WHAT TO DO
Retype each record exactly, please. Skip none.

------------------------------------------------------------

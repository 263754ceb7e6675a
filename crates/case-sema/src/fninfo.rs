//! Per-function contract information gathered before the checking passes.

use case_parser::{Node, NodeKind};
use rustc_hash::{FxHashMap, FxHashSet};

use crate::ty::TypeKind;

/// Contracts and signature of one named function or method.
#[derive(Debug, Clone)]
pub struct FunctionInfo {
    pub name: String,
    /// Ordered `(name, declared kind)` pairs.
    pub params: Vec<(String, TypeKind)>,
    /// Whether the function carries the `pure` overlay.
    pub pure: bool,
    /// Parameter names constrained non-negative via `nonneg_<p>` or the
    /// bare `nonnegative` overlay (which covers every numeric parameter).
    pub non_negative: FxHashSet<String>,
    pub line: u32,
}

impl FunctionInfo {
    fn from_node(node: &Node) -> Self {
        let mut params = Vec::new();
        if let Some(params_node) = node.child(NodeKind::Params) {
            for param in params_node.children_of(NodeKind::Param) {
                let kind = param
                    .children
                    .first()
                    .map(|k| TypeKind::from_declared(&k.payload))
                    .unwrap_or(TypeKind::Unknown);
                params.push((param.payload.clone(), kind));
            }
        }

        let mut pure = false;
        let mut non_negative = FxHashSet::default();
        for overlay in node.children_of(NodeKind::Overlay) {
            match overlay.payload.as_str() {
                "pure" => pure = true,
                "nonnegative" => {
                    for (name, kind) in &params {
                        if *kind == TypeKind::Number {
                            non_negative.insert(name.clone());
                        }
                    }
                }
                name => {
                    if let Some(param) = name.strip_prefix("nonneg_") {
                        non_negative.insert(param.to_string());
                    }
                }
            }
        }

        Self {
            name: node.payload.clone(),
            params,
            pure,
            non_negative,
            line: node.line,
        }
    }

    /// Whether the function constrains any parameter non-negative.
    pub fn has_nonneg_contract(&self) -> bool {
        !self.non_negative.is_empty()
    }
}

/// Collect every `Fn` in the tree (top level and class/struct methods) into
/// a name-keyed table. On duplicate names the later definition wins.
pub fn collect_functions(tree: &Node) -> FxHashMap<String, FunctionInfo> {
    let mut table = FxHashMap::default();
    tree.walk(&mut |node| {
        if node.kind == NodeKind::Fn {
            table.insert(node.payload.clone(), FunctionInfo::from_node(node));
        }
    });
    table
}

#[cfg(test)]
mod tests {
    use super::*;
    use case_lexer::Lexer;

    fn functions_of(src: &str) -> FxHashMap<String, FunctionInfo> {
        let tokens = Lexer::tokenize(src).unwrap();
        let tree = case_parser::parse(&tokens).unwrap();
        collect_functions(&tree)
    }

    #[test]
    fn collects_params_and_kinds() {
        let fns = functions_of("Fn f \"int a, string s, widget w\" { }");
        let f = &fns["f"];
        assert_eq!(
            f.params,
            vec![
                ("a".to_string(), TypeKind::Number),
                ("s".to_string(), TypeKind::String),
                ("w".to_string(), TypeKind::Unknown),
            ]
        );
        assert!(!f.pure);
        assert!(!f.has_nonneg_contract());
    }

    #[test]
    fn pure_overlay_sets_flag() {
        let fns = functions_of("overlay pure\nFn f { }");
        assert!(fns["f"].pure);
    }

    #[test]
    fn nonneg_overlay_targets_one_param() {
        let fns = functions_of("overlay nonneg_n\nFn f \"int n, int m\" { }");
        let f = &fns["f"];
        assert!(f.non_negative.contains("n"));
        assert!(!f.non_negative.contains("m"));
    }

    #[test]
    fn bare_nonnegative_covers_numeric_params() {
        let fns = functions_of("overlay nonnegative\nFn f \"int n, string s, double d\" { }");
        let f = &fns["f"];
        assert!(f.non_negative.contains("n"));
        assert!(f.non_negative.contains("d"));
        assert!(!f.non_negative.contains("s"));
    }

    #[test]
    fn methods_are_collected() {
        let fns = functions_of("class C {\n  public:\n  Fn m { }\n}");
        assert!(fns.contains_key("m"));
    }
}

------------------------------------------------------------

EXERCISE RESULT
repository 263754ceb7e6675a
filename crates/case-sema/src/fninfo.rs
//! Per-function contract information gathered before the checking passes.

use case_parser::{Node, NodeKind};
use rustc_hash::{FxHashMap, FxHashSet};

use crate::ty::TypeKind;

/// Contracts and signature of one named function or method.
#[derive(Debug, Clone)]
pub struct FunctionInfo {
    pub name: String,
    /// Ordered `(name, declared kind)` pairs.
    pub params: Vec<(String, TypeKind)>,
    /// Whether the function carries the `pure` overlay.
    pub pure: bool,
    /// Parameter names constrained non-negative via `nonneg_<p>` or the
    /// bare `nonnegative` overlay (which covers every numeric parameter).
    pub non_negative: FxHashSet<String>,
    pub line: u32,
}

impl FunctionInfo {
    fn from_node(node: &Node) -> Self {
        let mut params = Vec::new();
        if let Some(params_node) = node.child(NodeKind::Params) {
            for param in params_node.children_of(NodeKind::Param) {
                let kind = param
                    .children
                    .first()
                    .map(|k| TypeKind::from_declared(&k.payload))
                    .unwrap_or(TypeKind::Unknown);
                params.push((param.payload.clone(), kind));
            }
        }

        let mut pure = false;
        let mut non_negative = FxHashSet::default();
        for overlay in node.children_of(NodeKind::Overlay) {
            match overlay.payload.as_str() {
                "pure" => pure = true,
                "nonnegative" => {
                    for (name, kind) in &params {
                        if *kind == TypeKind::Number {
                            non_negative.insert(name.clone());
                        }
                    }
                }
                name => {
                    if let Some(param) = name.strip_prefix("nonneg_") {
                        non_negative.insert(param.to_string());
                    }
                }
            }
        }

        Self {
            name: node.payload.clone(),
            params,
            pure,
            non_negative,
            line: node.line,
        }
    }

    /// Whether the function constrains any parameter non-negative.
    pub fn has_nonneg_contract(&self) -> bool {
        !self.non_negative.is_empty()
    }
}

/// Collect every `Fn` in the tree (top level and class/struct methods) into
/// a name-keyed table. On duplicate names the later definition wins.
pub fn collect_functions(tree: &Node) -> FxHashMap<String, FunctionInfo> {
    let mut table = FxHashMap::default();
    tree.walk(&mut |node| {
        if node.kind == NodeKind::Fn {
            table.insert(node.payload.clone(), FunctionInfo::from_node(node));
        }
    });
    table
}

#[cfg(test)]
mod tests {
    use super::*;
    use case_lexer::Lexer;

    fn functions_of(src: &str) -> FxHashMap<String, FunctionInfo> {
        let tokens = Lexer::tokenize(src).unwrap();
        let tree = case_parser::parse(&tokens).unwrap();
        collect_functions(&tree)
    }

    #[test]
    fn collects_params_and_kinds() {
        let fns = functions_of("Fn f \"int a, string s, widget w\" { }");
        let f = &fns["f"];
        assert_eq!(
            f.params,
            vec![
                ("a".to_string(), TypeKind::Number),
                ("s".to_string(), TypeKind::String),
                ("w".to_string(), TypeKind::Unknown),
            ]
        );
        assert!(!f.pure);
        assert!(!f.has_nonneg_contract());
    }

    #[test]
    fn pure_overlay_sets_flag() {
        let fns = functions_of("overlay pure\nFn f { }");
        assert!(fns["f"].pure);
    }

    #[test]
    fn nonneg_overlay_targets_one_param() {
        let fns = functions_of("overlay nonneg_n\nFn f \"int n, int m\" { }");
        let f = &fns["f"];
        assert!(f.non_negative.contains("n"));
        assert!(!f.non_negative.contains("m"));
    }

    #[test]
    fn bare_nonnegative_covers_numeric_params() {
        let fns = functions_of("overlay nonnegative\nFn f \"int n, string s, double d\" { }");
        let f = &fns["f"];
        assert!(f.non_negative.contains("n"));
        assert!(f.non_negative.contains("d"));
        assert!(!f.non_negative.contains("s"));
    }

    #[test]
    fn methods_are_collected() {
        let fns = functions_of("class C {\n  public:\n  Fn m { }\n}");
        assert!(fns.contains_key("m"));
    }
}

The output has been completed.